Director Kevin Smith remembers George Carlin

They say you should never meet your heroes. I’ve found this a good rule to live by, but as with any rule, there’s always an exception.

My first exposure to George Carlin was in 1982, when HBO aired his “Carlin at Carnegie” stand-up special. When I saw the advert—featuring a clip of Carlin talking about the clichéd criminal warning of “Don’t try anything funny,” and then adding, “When they’re not looking, I like to go …,” followed by a brief explosion of goofy expressions and pantomime—I immediately asked my parents if I could tape it on our new BetaMax video recorder.

That was a hilarious bit. But when I finally watched the special, Carlin blew my doors off. Whether he was spinning a yarn about Tippy, his farting dog, or analyzing the contents of his fridge, Carlin expressed himself not only humorously, but amazingly eloquently as well. I was, as they say, in stitches.

And that was before he got to the Seven Words You Can’t Say on Television.

I was 12 years old, watching a man many years my senior curse a blue streak while exposing the hypocrisy of a medium (and a society) that couldn’t deal with the public usage of terms they probably employed regularly in their private lives. And while he seemed to revel in being a rebel, here was a man who also clearly loved the English language, warts and all—even the so-called “bad words” (although, as George would say, there are no such things as “bad words”). I wouldn’t say George Carlin taught me obscenities, but I would definitely say he taught me that the casual use of obscenities wasn’t reserved just for drunken sailors, as the old chestnut goes; even intelligent people were allowed to incorporate them into their everyday conversations (because George was nothing if not intelligent).

From that moment forward, I was an instant Carlin disciple. I bought every album, watched every HBO special, and even sat through “The Prince of Tides” just because he played a small role in the film. I spent years turning friends on to the Cult of Carlin, the World According to George, and even made pilgrimages to see him perform live (the first occasion being a gig at Farleigh Dickinson University in 1988). Carlin influenced my speech and my writing. Carlin replaced Catholicism as my religion.

Sixteen years later, I sat across from the star of “Carlin at Carnegie” in the dining room of the Four Seasons Hotel in Los Angeles. It was a meeting I’d dreamed of and dreaded simultaneously. George Carlin was the type of social observer/critic I most wanted to emulate … but he was a celebrity, too. What if he turned out to be a true prick?

What I quickly discovered was that, in real life, George was, well, George. Far from a self-obsessed jerk, he was mild-mannered enough to be my Dad.

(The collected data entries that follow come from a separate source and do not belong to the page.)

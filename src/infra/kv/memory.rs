//! In-process KV store with per-entry expiry.

use std::collections::{BTreeMap, HashMap};
use std::sync::atomic::{AtomicBool, Ordering};
use std::sync::{Arc, Mutex, MutexGuard};
use std::time::Duration;

use async_trait::async_trait;
use chrono::Utc;
use serde_json::Value;
use tokio::task::JoinHandle;
use tracing::{debug, info};

use crate::domain::{KvKey, KvStore, RateLimitRecord, StoreError, WindowHit};

fn now_ms() -> i64 {
    Utc::now().timestamp_millis()
}

#[derive(Debug, Clone)]
struct Entry {
    value: Value,
    expires_at_ms: Option<i64>,
}

impl Entry {
    fn is_live(&self, now_ms: i64) -> bool {
        self.expires_at_ms.is_none_or(|at| now_ms <= at)
    }
}

#[derive(Debug, Clone, Copy)]
struct Window {
    record: RateLimitRecord,
    expires_at_ms: i64,
}

#[derive(Debug, Default)]
struct Tables {
    entries: BTreeMap<KvKey, Entry>,
    /// Rate limit windows. Not reachable through get, set, delete or list.
    windows: HashMap<KvKey, Window>,
}

/// Mutex-guarded ordered map plus the rate limit windows. Every operation,
/// including the window hit, runs under the one lock, so read-modify-write
/// is atomic.
///
/// Expired entries are invisible to reads immediately and are physically
/// removed by [`MemoryKvStore::purge_expired`], which the sweeper task started
/// by [`MemoryKvStore::open`] calls periodically.
pub struct MemoryKvStore {
    tables: Mutex<Tables>,
    closed: AtomicBool,
    sweeper: Mutex<Option<JoinHandle<()>>>,
}

impl MemoryKvStore {
    /// Creates a store without a background sweeper.
    #[must_use]
    pub fn new() -> Self {
        Self {
            tables: Mutex::new(Tables::default()),
            closed: AtomicBool::new(false),
            sweeper: Mutex::new(None),
        }
    }

    /// Opens a store and starts a sweeper purging expired entries every
    /// `sweep_interval`. Must be called inside a Tokio runtime.
    pub fn open(sweep_interval: Duration) -> Arc<Self> {
        let store = Arc::new(Self::new());
        let weak = Arc::downgrade(&store);

        let handle = tokio::spawn(async move {
            let mut ticker = tokio::time::interval(sweep_interval);
            ticker.tick().await;
            loop {
                ticker.tick().await;
                let Some(store) = weak.upgrade() else {
                    break;
                };
                let removed = store.purge_expired(now_ms());
                if removed > 0 {
                    debug!(removed, "Purged expired KV entries");
                }
            }
        });

        if let Ok(mut slot) = store.sweeper.lock() {
            *slot = Some(handle);
        }
        info!(?sweep_interval, "KV store opened");
        store
    }

    /// Removes entries and windows that expired before `now_ms`, returning
    /// how many were dropped.
    pub fn purge_expired(&self, now_ms: i64) -> usize {
        let Ok(mut tables) = self.tables.lock() else {
            return 0;
        };
        let before = tables.entries.len() + tables.windows.len();
        tables.entries.retain(|_, entry| entry.is_live(now_ms));
        tables.windows.retain(|_, window| now_ms <= window.expires_at_ms);
        before - tables.entries.len() - tables.windows.len()
    }

    /// Number of stored entries, expired ones included until purged.
    /// Rate limit windows are not counted.
    pub fn len(&self) -> usize {
        self.tables
            .lock()
            .map(|tables| tables.entries.len())
            .unwrap_or(0)
    }

    pub fn is_empty(&self) -> bool {
        self.len() == 0
    }

    fn tables(&self) -> Result<MutexGuard<'_, Tables>, StoreError> {
        if self.closed.load(Ordering::Acquire) {
            return Err(StoreError::Closed);
        }
        self.tables
            .lock()
            .map_err(|e| StoreError::Poisoned(e.to_string()))
    }
}

impl Default for MemoryKvStore {
    fn default() -> Self {
        Self::new()
    }
}

#[async_trait]
impl KvStore for MemoryKvStore {
    async fn health_check(&self) -> Result<(), StoreError> {
        self.tables().map(|_| ())
    }

    async fn get(&self, key: &KvKey) -> Result<Option<Value>, StoreError> {
        let now = now_ms();
        let tables = self.tables()?;
        Ok(tables
            .entries
            .get(key)
            .filter(|entry| entry.is_live(now))
            .map(|entry| entry.value.clone()))
    }

    async fn set(
        &self,
        key: &KvKey,
        value: Value,
        expire_in: Option<Duration>,
    ) -> Result<(), StoreError> {
        let expires_at_ms = match expire_in {
            Some(ttl) if ttl.is_zero() => return Err(StoreError::InvalidTtl),
            Some(ttl) => {
                let ttl_ms = i64::try_from(ttl.as_millis()).map_err(|_| StoreError::InvalidTtl)?;
                Some(now_ms().saturating_add(ttl_ms))
            }
            None => None,
        };

        self.tables()?.entries.insert(
            key.clone(),
            Entry {
                value,
                expires_at_ms,
            },
        );
        Ok(())
    }

    async fn delete(&self, key: &KvKey) -> Result<bool, StoreError> {
        let now = now_ms();
        let mut tables = self.tables()?;
        Ok(tables
            .entries
            .remove(key)
            .is_some_and(|entry| entry.is_live(now)))
    }

    async fn list(&self, prefix: &KvKey) -> Result<Vec<(KvKey, Value)>, StoreError> {
        let now = now_ms();
        let tables = self.tables()?;
        Ok(tables
            .entries
            .range(prefix.clone()..)
            .take_while(|(key, _)| key.starts_with(prefix))
            .filter(|(_, entry)| entry.is_live(now))
            .map(|(key, entry)| (key.clone(), entry.value.clone()))
            .collect())
    }

    async fn increment_window(
        &self,
        key: &KvKey,
        now_ms: i64,
        window_ms: i64,
        max: u64,
    ) -> Result<WindowHit, StoreError> {
        let mut tables = self.tables()?;

        let current = tables
            .windows
            .get(key)
            .map(|window| window.record)
            .filter(|record| !record.is_expired(now_ms, window_ms));

        let record = match current {
            None => RateLimitRecord::fresh(now_ms),
            Some(record) if record.count < max => RateLimitRecord {
                count: record.count.saturating_add(1),
                window_start_millis: now_ms,
            },
            // Rejected hits leave the window untouched
            Some(record) => {
                return Ok(WindowHit {
                    record,
                    admitted: false,
                });
            }
        };

        tables.windows.insert(
            key.clone(),
            Window {
                record,
                expires_at_ms: now_ms.saturating_add(window_ms),
            },
        );
        Ok(WindowHit {
            record,
            admitted: record.count <= max,
        })
    }

    async fn close(&self) -> Result<(), StoreError> {
        if self.closed.swap(true, Ordering::AcqRel) {
            return Ok(());
        }
        if let Ok(mut slot) = self.sweeper.lock() {
            if let Some(handle) = slot.take() {
                handle.abort();
            }
        }
        if let Ok(mut tables) = self.tables.lock() {
            tables.entries.clear();
            tables.windows.clear();
        }
        info!("KV store closed");
        Ok(())
    }
}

He was as interested as he was interesting, well-read and polite to a fault—all while casually dropping F-bombs. But most impressive, he didn’t treat me like an audience member, eschewing actual conversation, electing instead to simply perform the whole meeting, more “on” than real. He talked to me like one of my friends would talk to me: familiar, unguarded, authentic.

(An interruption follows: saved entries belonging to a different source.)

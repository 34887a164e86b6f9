//! Logging and Prometheus metrics setup.

use std::sync::Arc;

use metrics::{Unit, counter, describe_counter};
use metrics_exporter_prometheus::PrometheusBuilder;
use tracing_subscriber::{EnvFilter, Registry, layer::SubscriberExt, util::SubscriberInitExt};

pub const ADMISSION_REJECTIONS_TOTAL: &str = "http_admission_rejections_total"; // labels: reason
pub const RATE_LIMIT_DECISIONS_TOTAL: &str = "rate_limit_decisions_total"; // labels: outcome
pub const HANDLER_FAILURES_TOTAL: &str = "http_handler_failures_total"; // labels: status

/// Prometheus handle for on-demand scrape output (e.g. GET /metrics).
pub type PrometheusHandle = metrics_exporter_prometheus::PrometheusHandle;

/// Output format of the log subscriber.
#[derive(Debug, Clone, Copy, PartialEq, Eq)]
pub enum LogFormat {
    Json,
    Pretty,
}

/// Install the global tracing subscriber.
///
/// The filter comes from `RUST_LOG` and defaults to `info`.
///
/// # Errors
/// Returns an error if a global subscriber is already installed.
pub fn init_tracing(format: LogFormat) -> Result<(), tracing_subscriber::util::TryInitError> {
    let filter = EnvFilter::try_from_default_env().unwrap_or_else(|_| EnvFilter::new("info"));
    let fmt_layer = tracing_subscriber::fmt::layer().with_target(true);

    match format {
        LogFormat::Json => Registry::default()
            .with(filter)
            .with(fmt_layer.json().with_current_span(false))
            .try_init(),
        LogFormat::Pretty => Registry::default()
            .with(filter)
            .with(fmt_layer.pretty())
            .try_init(),
    }
}

/// Install the global metrics recorder and return a handle for rendering.
///
/// Uses `PrometheusBuilder` without an HTTP listener; the application
/// exposes metrics via GET /metrics using `handle.render()`.
///
/// # Errors
/// Returns an error if a recorder is already installed or building fails.
pub fn init_metrics() -> Result<PrometheusHandle, metrics_exporter_prometheus::BuildError> {
    let handle = PrometheusBuilder::new().install_recorder()?;
    describe_metrics();
    Ok(handle)
}

fn describe_metrics() {
    describe_counter!(
        ADMISSION_REJECTIONS_TOTAL,
        Unit::Count,
        "Requests rejected before reaching a route handler."
    );
    describe_counter!(
        RATE_LIMIT_DECISIONS_TOTAL,
        Unit::Count,
        "Rate limiter verdicts (passed, limited, store_error)."
    );
    describe_counter!(
        HANDLER_FAILURES_TOTAL,
        Unit::Count,
        "Server errors normalized by the error handler."
    );
}

/// Count one request rejected by the admission pipeline.
pub fn record_admission_rejection(reason: &'static str) {
    counter!(ADMISSION_REJECTIONS_TOTAL, "reason" => reason).increment(1);
}

pub fn record_rate_limit_decision(outcome: &'static str) {
    counter!(RATE_LIMIT_DECISIONS_TOTAL, "outcome" => outcome).increment(1);
}

pub fn record_handler_failure(status: u16) {
    counter!(HANDLER_FAILURES_TOTAL, "status" => status.to_string()).increment(1);
}

/// Convenience to wrap the handle in Arc for shared use in app state.
#[must_use]
pub fn init_metrics_handle() -> Option<Arc<PrometheusHandle>> {
    init_metrics().ok().map(Arc::new)
}
//! Service status and metadata.

pub mod routes;

use async_trait::async_trait;

use crate::app::{DomainBuilder, DomainModule, RouteModule};
use crate::domain::AssemblyError;

pub const NAME: &str = "System";

#[derive(Debug, Clone, Copy, Default)]
pub struct SystemDomain;

#[async_trait]
impl DomainModule for SystemDomain {
    async fn create(&self) -> Result<DomainBuilder, AssemblyError> {
        Ok(DomainBuilder::new(NAME, "").with_description("Service status and metadata"))
    }

    fn routes(&self) -> Vec<Box<dyn RouteModule>> {
        vec![
            Box::new(routes::root::register),
            Box::new(routes::health::register),
            Box::new(routes::status::register),
            Box::new(routes::version::register),
        ]
    }
}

I made three films with George over the course of the next six years, starting with “Dogma” and his portrayal of Cardinal Glick, the pontiff-publicist responsible for the Catholic Church’s recall of the standard crucifix in favor of the more congenial, bubbly “Buddy Christ.” A few years later, I wrote him a lead role in “Jersey Girl”—as Bart Trinke (or “Pop”), the father of Ben Affleck’s character. It called for a more dramatic performance than George was used to giving, but the man pulled it off happily and beautifully. (Something most folks probably don’t know about George: He took acting very seriously. The man was almost a Method actor.) Sadly, I consider that “Jersey Girl” part my one failing on George’s behalf, and not for the reasons most would assume (the movie was not reviewed kindly, to say the least). No, I failed because George had asked me to write a different role for him.

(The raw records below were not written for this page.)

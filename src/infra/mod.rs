//! Infrastructure layer implementations.

pub mod kv;
pub mod observability;

pub use kv::MemoryKvStore;
pub use observability::{LogFormat, PrometheusHandle, init_metrics_handle, init_tracing};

In 2001, George did me a solid when he accepted the part of the orally fixated hitchhiker who knew exactly how to get a ride in “Jay and Silent Bob Strike Back.” When he wrapped his scene in that flick, I thanked him for making the time, and he said, “Just do me a favor: Write me my dream role one day.” When I inquired what that’d be, he offered, “I wanna play a priest who strangles children.”


It was a classic Carlin thing to say: a little naughty and a lot honest. I always figured there’d be time to give George what he asked for. Unfortunately, he left too soon.

He was, and will likely remain, the smartest person I’ve ever met. But really, he was much more than just a person. Without a hint of hyperbole, I can say he was a god, a god who cussed.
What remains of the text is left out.